The company produces x86 microprocessors, discrete and integrated GPUs, server and embedded processors, and semi-custom system-on-chip (SoC) products for computing, graphics, data center, and gaming applications.

The AMD logo appears atop an office building.

IMAGE SOURCE: AMD.

AMD generates revenue primarily from the sale of processors and graphics products to OEMs, cloud service providers, system integrators, and independent distributors. It serves original equipment manufacturers, cloud service providers, system integrators, and online retailers in the global computing, data center, artificial intelligence, and gaming markets.

Foolish take

For CCM Investment Advisers to begin investing in AMD at this time is noteworthy because stocks in the artificial intelligence sector have been hot for some time now. Moreover, CCM already held shares in AI chip leader Nvidia, so why did it jump into AMD now?

The AI market went into overdrive in the third quarter of 2025 after Nvidia announced blockbuster deals with Intel and OpenAI. The British government also partnered with OpenAI in the quarter to expand AI infrastructure capacity in the country.

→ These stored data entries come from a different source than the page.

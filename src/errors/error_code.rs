//! Error codes for the Sketchline API.
//!
//! This module defines all error codes used throughout the application.
//! Add new codes here; never pass ad-hoc strings as error codes.
//!
//! All error codes are SCREAMING_SNAKE_CASE and map 1:1 to the strings
//! that appear in HTTP responses.

use core::fmt;

/// Centralized error codes for the Sketchline API.
///
/// This enum ensures type safety and prevents the use of ad-hoc error codes.
/// Each variant maps to a canonical SCREAMING_SNAKE_CASE string that appears
/// in HTTP responses.
#[derive(Debug, Clone, Copy, PartialEq, Eq, Hash)]
pub enum ErrorCode {
    // Request Validation
    /// Player name missing or empty
    MissingName,
    /// Seed word missing or empty
    MissingWord,
    /// Step content missing or empty
    MissingContent,
    /// Invalid game ID provided
    InvalidGameId,
    /// Seat number out of range
    InvalidSeat,
    /// Chain slot index out of range
    InvalidSlot,
    /// Not enough players to start the rotation
    TooFewPlayers,
    /// General validation error
    ValidationError,
    /// General bad request error
    BadRequest,
    /// Invalid or missing HTTP header
    InvalidHeader,

    // Resource Not Found
    /// Game not found
    GameNotFound,
    /// General not found error
    NotFound,

    // Business Logic Conflicts
    /// Chain slot already claimed by another player
    AlreadyLocked,
    /// Step submitted without a prior claim
    NotClaimed,
    /// Game has already been started
    GameAlreadyStarted,
    /// Game has not been started yet
    GameNotStarted,
    /// Game roster is full
    GameFull,
    /// Chain slot already seeded
    DuplicateSeed,
    /// Chain slot has no seed word yet
    ChainNotSeeded,
    /// Chain has already rotated through every player
    ChainComplete,
    /// Submitting seat does not match the rotation
    UnexpectedAuthor,
    /// Step kind breaks the word/drawing alternation
    KindMismatch,
    /// Optimistic lock conflict
    OptimisticLock,
    /// Join code already exists
    JoinCodeConflict,
    /// Could not draw an unused join code
    CodeSpaceExhausted,
    /// Generic conflict (fallback for unmatched conflicts)
    Conflict,

    // System Errors
    /// Store error
    DbError,
    /// Store unavailable
    DbUnavailable,
    /// Data corruption detected
    DataCorruption,
    /// Internal server error
    Internal,
    /// Configuration error
    ConfigError,
}

impl ErrorCode {
    /// Returns the canonical SCREAMING_SNAKE_CASE string for this error code.
    ///
    /// This is the exact string that appears in HTTP responses.
    pub const fn as_str(&self) -> &'static str {
        match self {
            // Request Validation
            Self::MissingName => "MISSING_NAME",
            Self::MissingWord => "MISSING_WORD",
            Self::MissingContent => "MISSING_CONTENT",
            Self::InvalidGameId => "INVALID_GAME_ID",
            Self::InvalidSeat => "INVALID_SEAT",
            Self::InvalidSlot => "INVALID_SLOT",
            Self::TooFewPlayers => "TOO_FEW_PLAYERS",
            Self::ValidationError => "VALIDATION_ERROR",
            Self::BadRequest => "BAD_REQUEST",
            Self::InvalidHeader => "INVALID_HEADER",

            // Resource Not Found
            Self::GameNotFound => "GAME_NOT_FOUND",
            Self::NotFound => "NOT_FOUND",

            // Business Logic Conflicts
            Self::AlreadyLocked => "ALREADY_LOCKED",
            Self::NotClaimed => "NOT_CLAIMED",
            Self::GameAlreadyStarted => "GAME_ALREADY_STARTED",
            Self::GameNotStarted => "GAME_NOT_STARTED",
            Self::GameFull => "GAME_FULL",
            Self::DuplicateSeed => "DUPLICATE_SEED",
            Self::ChainNotSeeded => "CHAIN_NOT_SEEDED",
            Self::ChainComplete => "CHAIN_COMPLETE",
            Self::UnexpectedAuthor => "UNEXPECTED_AUTHOR",
            Self::KindMismatch => "KIND_MISMATCH",
            Self::OptimisticLock => "OPTIMISTIC_LOCK",
            Self::JoinCodeConflict => "JOIN_CODE_CONFLICT",
            Self::CodeSpaceExhausted => "CODE_SPACE_EXHAUSTED",
            Self::Conflict => "CONFLICT",

            // System Errors
            Self::DbError => "DB_ERROR",
            Self::DbUnavailable => "DB_UNAVAILABLE",
            Self::DataCorruption => "DATA_CORRUPTION",
            Self::Internal => "INTERNAL",
            Self::ConfigError => "CONFIG_ERROR",
        }
    }
}

impl fmt::Display for ErrorCode {
    fn fmt(&self, f: &mut fmt::Formatter<'_>) -> fmt::Result {
        write!(f, "{}", self.as_str())
    }
}
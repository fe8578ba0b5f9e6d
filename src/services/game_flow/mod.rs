//! Game flow service: the operations clients drive the game with.
//!
//! Every mutation is a load → pure domain mutation → atomic save cycle.
//! When the save loses an optimistic-lock race the whole cycle is retried
//! against fresh state, so domain checks (the claim lock, seat assignment,
//! the start guard) always run against what is actually stored. Domain
//! rejections surface immediately and are never retried.

mod lifecycle;
mod relay;

use std::sync::Arc;

use uuid::Uuid;

use crate::domain::game::Game;
use crate::error::AppError;
use crate::errors::domain::{ConflictKind, DomainError, NotFoundKind};
use crate::errors::ErrorCode;
use crate::store::GameStore;

/// Bound on load-mutate-save retries before giving up with a conflict.
const MAX_SAVE_ATTEMPTS: u32 = 8;

/// Bound on join-code draws before reporting the code space exhausted.
const MAX_CODE_ATTEMPTS: u32 = 32;

#[derive(Clone)]
pub struct GameFlowService {
    store: Arc<dyn GameStore>,
}

impl GameFlowService {
    pub fn new(store: Arc<dyn GameStore>) -> Self {
        Self { store }
    }

    pub async fn fetch_game(&self, game_id: Uuid) -> Result<Game, AppError> {
        let game = self.store.find_by_id(game_id).await?;
        game.ok_or_else(|| {
            DomainError::not_found(NotFoundKind::Game, format!("Game {game_id} not found")).into()
        })
    }

    pub async fn fetch_game_by_code(&self, code: &str) -> Result<Game, AppError> {
        let game = self.store.find_by_code(code).await?;
        game.ok_or_else(|| {
            DomainError::not_found(NotFoundKind::Game, format!("No game with code {code}")).into()
        })
    }

    /// Load-mutate-save with bounded retry on optimistic-lock conflicts.
    async fn mutate<T, F>(&self, game_id: Uuid, op: F) -> Result<(Game, T), AppError>
    where
        F: Fn(&mut Game) -> Result<T, DomainError>,
    {
        for _ in 0..MAX_SAVE_ATTEMPTS {
            let mut game = self.fetch_game(game_id).await?;
            let out = op(&mut game)?;
            match self.store.save(game).await {
                Ok(saved) => return Ok((saved, out)),
                Err(DomainError::Conflict(ConflictKind::OptimisticLock, _)) => continue,
                Err(e) => return Err(e.into()),
            }
        }
        Err(AppError::conflict(
            ErrorCode::OptimisticLock,
            format!("Game {game_id} is under heavy contention; retry"),
        ))
    }
}
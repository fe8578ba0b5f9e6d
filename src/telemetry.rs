use tracing_subscriber::{fmt, prelude::*, EnvFilter};

pub fn init_tracing() {
    let env_filter = EnvFilter::try_from_default_env()
        .unwrap_or_else(|_| EnvFilter::new("info,actix_web=info,mongodb=warn"));

    let fmt_layer = fmt::layer()
        .with_target(false)
        .with_file(false)
        .with_line_number(false)
        .with_thread_ids(false)
        .with_thread_names(false)
        .with_ansi(false)
        .json();

    tracing_subscriber::registry()
        .with(env_filter)
        .with(fmt_layer)
        .init();
}
mod cors;
mod request_trace;

pub use cors::cors_middleware;
pub use request_trace::RequestTrace;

A rising tide lifts all boats, as the saying goes, so CCM could be anticipating AMD’s growth amidst this environment. In fact, AMD announced its own partnership with OpenAI on Oct. 6. The partnership involves the semiconductor giant providing a massive number of its products to the ChatGPT creator, and is projected to deliver billions of dollars in revenue to AMD over the coming years.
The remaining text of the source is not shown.